RECORDS FOR THE TASK below:

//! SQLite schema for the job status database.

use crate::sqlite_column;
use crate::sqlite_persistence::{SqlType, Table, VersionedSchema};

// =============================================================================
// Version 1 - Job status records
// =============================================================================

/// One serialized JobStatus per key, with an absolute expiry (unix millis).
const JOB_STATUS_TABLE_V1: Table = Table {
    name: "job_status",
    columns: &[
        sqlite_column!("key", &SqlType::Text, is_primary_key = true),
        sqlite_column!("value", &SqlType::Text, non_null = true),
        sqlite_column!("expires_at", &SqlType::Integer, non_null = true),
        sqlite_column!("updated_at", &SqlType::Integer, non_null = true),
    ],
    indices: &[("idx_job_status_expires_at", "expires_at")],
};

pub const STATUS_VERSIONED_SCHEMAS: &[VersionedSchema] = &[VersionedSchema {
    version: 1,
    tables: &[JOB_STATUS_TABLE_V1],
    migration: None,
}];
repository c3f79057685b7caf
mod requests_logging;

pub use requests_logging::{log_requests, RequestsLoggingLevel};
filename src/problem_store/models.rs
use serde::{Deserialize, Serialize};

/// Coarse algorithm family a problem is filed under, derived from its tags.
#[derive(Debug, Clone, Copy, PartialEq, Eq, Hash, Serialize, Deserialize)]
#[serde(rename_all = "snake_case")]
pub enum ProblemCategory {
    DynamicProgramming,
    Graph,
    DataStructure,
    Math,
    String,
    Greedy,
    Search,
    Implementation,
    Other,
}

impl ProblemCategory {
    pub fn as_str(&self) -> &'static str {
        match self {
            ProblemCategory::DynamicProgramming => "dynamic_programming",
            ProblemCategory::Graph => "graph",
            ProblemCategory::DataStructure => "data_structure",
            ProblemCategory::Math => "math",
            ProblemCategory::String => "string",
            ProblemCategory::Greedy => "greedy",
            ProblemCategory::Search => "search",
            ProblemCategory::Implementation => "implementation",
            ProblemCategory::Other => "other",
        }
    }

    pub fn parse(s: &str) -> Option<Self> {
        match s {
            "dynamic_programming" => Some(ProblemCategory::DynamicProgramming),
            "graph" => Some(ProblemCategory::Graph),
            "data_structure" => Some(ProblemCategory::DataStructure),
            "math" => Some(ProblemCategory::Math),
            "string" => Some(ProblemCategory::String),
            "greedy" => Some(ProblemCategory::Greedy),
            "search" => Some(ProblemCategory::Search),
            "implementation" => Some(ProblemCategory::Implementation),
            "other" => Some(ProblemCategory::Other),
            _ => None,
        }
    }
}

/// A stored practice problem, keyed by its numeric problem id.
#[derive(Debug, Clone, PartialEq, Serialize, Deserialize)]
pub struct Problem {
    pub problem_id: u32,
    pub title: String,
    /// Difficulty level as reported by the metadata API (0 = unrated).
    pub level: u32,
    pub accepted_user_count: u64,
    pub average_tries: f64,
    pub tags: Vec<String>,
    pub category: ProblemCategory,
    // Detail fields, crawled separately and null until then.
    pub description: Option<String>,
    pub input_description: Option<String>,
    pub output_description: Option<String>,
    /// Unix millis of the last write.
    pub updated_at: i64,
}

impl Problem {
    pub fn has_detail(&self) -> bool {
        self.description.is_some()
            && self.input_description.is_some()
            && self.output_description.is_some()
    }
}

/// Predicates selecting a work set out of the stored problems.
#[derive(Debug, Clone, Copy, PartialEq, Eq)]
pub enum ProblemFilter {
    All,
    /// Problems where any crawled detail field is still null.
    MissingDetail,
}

End of RECORDS FOR THE TASK.
RECORDS FOR THE TASK below:

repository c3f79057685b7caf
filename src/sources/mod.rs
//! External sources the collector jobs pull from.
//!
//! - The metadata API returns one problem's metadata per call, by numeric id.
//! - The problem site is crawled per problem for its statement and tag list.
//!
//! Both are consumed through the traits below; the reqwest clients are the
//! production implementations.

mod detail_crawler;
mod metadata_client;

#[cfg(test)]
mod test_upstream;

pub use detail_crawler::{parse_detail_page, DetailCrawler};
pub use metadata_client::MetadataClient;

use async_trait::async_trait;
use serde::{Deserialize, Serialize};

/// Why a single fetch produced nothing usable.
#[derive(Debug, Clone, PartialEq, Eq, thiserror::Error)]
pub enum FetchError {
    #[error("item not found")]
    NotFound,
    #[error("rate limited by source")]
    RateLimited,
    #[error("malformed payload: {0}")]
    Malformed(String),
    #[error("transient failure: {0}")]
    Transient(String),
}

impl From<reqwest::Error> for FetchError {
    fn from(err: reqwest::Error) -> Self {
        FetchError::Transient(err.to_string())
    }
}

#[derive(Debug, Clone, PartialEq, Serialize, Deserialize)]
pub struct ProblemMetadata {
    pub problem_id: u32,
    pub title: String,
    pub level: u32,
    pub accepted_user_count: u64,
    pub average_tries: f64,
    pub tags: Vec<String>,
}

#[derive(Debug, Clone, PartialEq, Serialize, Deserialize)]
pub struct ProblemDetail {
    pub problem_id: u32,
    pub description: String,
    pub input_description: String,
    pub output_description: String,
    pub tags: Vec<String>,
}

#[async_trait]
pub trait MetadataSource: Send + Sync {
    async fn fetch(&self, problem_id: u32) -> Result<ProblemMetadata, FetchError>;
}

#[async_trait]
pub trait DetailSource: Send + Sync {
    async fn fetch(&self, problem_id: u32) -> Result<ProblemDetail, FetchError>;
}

End of RECORDS FOR THE TASK.
RECORDS FOR THE TASK below:

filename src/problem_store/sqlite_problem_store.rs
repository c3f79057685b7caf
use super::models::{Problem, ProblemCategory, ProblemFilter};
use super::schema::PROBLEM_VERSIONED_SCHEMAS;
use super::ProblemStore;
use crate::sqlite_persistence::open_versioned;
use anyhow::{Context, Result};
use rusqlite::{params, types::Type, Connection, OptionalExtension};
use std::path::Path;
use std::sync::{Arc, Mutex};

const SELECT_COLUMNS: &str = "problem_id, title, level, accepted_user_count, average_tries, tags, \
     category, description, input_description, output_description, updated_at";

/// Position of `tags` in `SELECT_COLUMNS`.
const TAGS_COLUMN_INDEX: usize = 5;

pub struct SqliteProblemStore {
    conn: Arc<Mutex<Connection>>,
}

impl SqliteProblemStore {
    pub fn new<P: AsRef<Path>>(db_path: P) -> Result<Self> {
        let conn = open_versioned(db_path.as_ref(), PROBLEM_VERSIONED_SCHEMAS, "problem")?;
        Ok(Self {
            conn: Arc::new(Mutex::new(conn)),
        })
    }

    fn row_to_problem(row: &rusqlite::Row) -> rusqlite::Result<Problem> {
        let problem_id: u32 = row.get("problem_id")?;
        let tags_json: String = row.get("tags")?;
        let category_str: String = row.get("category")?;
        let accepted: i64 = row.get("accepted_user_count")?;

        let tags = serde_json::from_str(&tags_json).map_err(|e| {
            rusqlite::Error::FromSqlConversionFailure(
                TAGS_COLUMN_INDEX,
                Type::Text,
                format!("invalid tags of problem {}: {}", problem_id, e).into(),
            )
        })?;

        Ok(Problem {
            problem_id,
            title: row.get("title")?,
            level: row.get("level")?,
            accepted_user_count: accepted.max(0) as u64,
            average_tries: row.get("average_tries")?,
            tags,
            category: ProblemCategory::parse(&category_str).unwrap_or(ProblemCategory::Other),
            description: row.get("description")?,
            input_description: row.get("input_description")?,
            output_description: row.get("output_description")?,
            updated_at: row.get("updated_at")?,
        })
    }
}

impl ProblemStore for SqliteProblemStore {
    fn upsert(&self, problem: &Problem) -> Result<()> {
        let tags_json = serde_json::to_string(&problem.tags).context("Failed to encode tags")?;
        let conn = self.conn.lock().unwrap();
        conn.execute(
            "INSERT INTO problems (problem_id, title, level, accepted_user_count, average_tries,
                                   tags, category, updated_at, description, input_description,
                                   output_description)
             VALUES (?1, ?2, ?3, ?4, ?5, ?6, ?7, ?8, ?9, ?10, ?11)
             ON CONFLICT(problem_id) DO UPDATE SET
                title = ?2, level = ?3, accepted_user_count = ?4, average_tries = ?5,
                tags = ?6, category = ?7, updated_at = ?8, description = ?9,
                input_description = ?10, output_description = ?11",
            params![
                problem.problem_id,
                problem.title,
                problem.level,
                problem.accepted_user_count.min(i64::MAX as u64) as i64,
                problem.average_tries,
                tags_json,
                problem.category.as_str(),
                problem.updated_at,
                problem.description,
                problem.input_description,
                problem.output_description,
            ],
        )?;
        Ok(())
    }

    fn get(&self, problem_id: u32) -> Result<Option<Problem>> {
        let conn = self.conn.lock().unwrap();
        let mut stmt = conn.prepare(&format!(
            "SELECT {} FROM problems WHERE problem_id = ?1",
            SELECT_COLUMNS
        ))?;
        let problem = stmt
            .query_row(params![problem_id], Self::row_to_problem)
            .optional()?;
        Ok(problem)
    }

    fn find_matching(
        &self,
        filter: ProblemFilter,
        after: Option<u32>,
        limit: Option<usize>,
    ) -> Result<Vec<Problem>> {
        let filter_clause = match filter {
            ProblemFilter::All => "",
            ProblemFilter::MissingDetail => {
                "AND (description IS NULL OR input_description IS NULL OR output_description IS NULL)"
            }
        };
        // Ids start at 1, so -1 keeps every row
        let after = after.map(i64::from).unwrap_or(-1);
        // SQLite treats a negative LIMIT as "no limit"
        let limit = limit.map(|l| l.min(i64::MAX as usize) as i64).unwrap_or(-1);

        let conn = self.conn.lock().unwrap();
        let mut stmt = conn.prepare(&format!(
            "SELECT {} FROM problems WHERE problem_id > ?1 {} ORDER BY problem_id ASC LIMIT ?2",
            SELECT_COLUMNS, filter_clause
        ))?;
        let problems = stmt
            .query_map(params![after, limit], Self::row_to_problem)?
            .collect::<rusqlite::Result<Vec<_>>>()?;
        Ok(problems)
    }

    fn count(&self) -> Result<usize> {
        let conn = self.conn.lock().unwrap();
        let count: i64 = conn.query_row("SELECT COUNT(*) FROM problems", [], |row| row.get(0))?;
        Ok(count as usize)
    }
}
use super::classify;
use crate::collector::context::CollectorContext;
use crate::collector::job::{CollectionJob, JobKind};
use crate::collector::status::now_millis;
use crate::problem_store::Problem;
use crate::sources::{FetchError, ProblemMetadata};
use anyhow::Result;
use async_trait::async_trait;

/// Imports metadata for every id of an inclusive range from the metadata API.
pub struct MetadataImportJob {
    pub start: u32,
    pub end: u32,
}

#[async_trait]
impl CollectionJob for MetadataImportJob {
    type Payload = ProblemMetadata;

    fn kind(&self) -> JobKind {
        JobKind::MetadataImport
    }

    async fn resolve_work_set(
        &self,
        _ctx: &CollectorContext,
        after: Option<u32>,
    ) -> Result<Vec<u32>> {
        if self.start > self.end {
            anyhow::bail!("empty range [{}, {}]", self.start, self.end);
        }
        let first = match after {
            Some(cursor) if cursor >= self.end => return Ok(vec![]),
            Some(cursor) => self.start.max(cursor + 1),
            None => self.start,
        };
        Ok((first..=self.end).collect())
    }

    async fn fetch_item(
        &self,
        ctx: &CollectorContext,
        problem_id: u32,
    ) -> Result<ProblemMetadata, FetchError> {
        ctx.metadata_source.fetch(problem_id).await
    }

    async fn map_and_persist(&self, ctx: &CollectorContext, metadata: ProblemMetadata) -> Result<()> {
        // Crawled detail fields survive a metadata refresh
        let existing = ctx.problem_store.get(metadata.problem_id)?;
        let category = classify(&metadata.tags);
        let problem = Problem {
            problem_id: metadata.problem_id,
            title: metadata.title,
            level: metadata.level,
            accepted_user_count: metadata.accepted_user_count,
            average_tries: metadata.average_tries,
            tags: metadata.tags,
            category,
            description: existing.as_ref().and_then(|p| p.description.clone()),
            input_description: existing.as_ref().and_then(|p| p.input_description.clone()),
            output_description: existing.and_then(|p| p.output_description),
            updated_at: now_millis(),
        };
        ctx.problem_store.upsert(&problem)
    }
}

End of RECORDS FOR THE TASK.

EXERCISE DETAILS:
Within the listing above, locate the line containing "job status database." and the line containing "const JOB_STATUS_TABLE_V1: Table". Reproduce those two lines and all lines between them exactly, with nothing added.

PROBLEM SOLUTION:
//! SQLite schema for the job status database.

use crate::sqlite_column;
use crate::sqlite_persistence::{SqlType, Table, VersionedSchema};

// =============================================================================
// Version 1 - Job status records
// =============================================================================

/// One serialized JobStatus per key, with an absolute expiry (unix millis).
const JOB_STATUS_TABLE_V1: Table = Table {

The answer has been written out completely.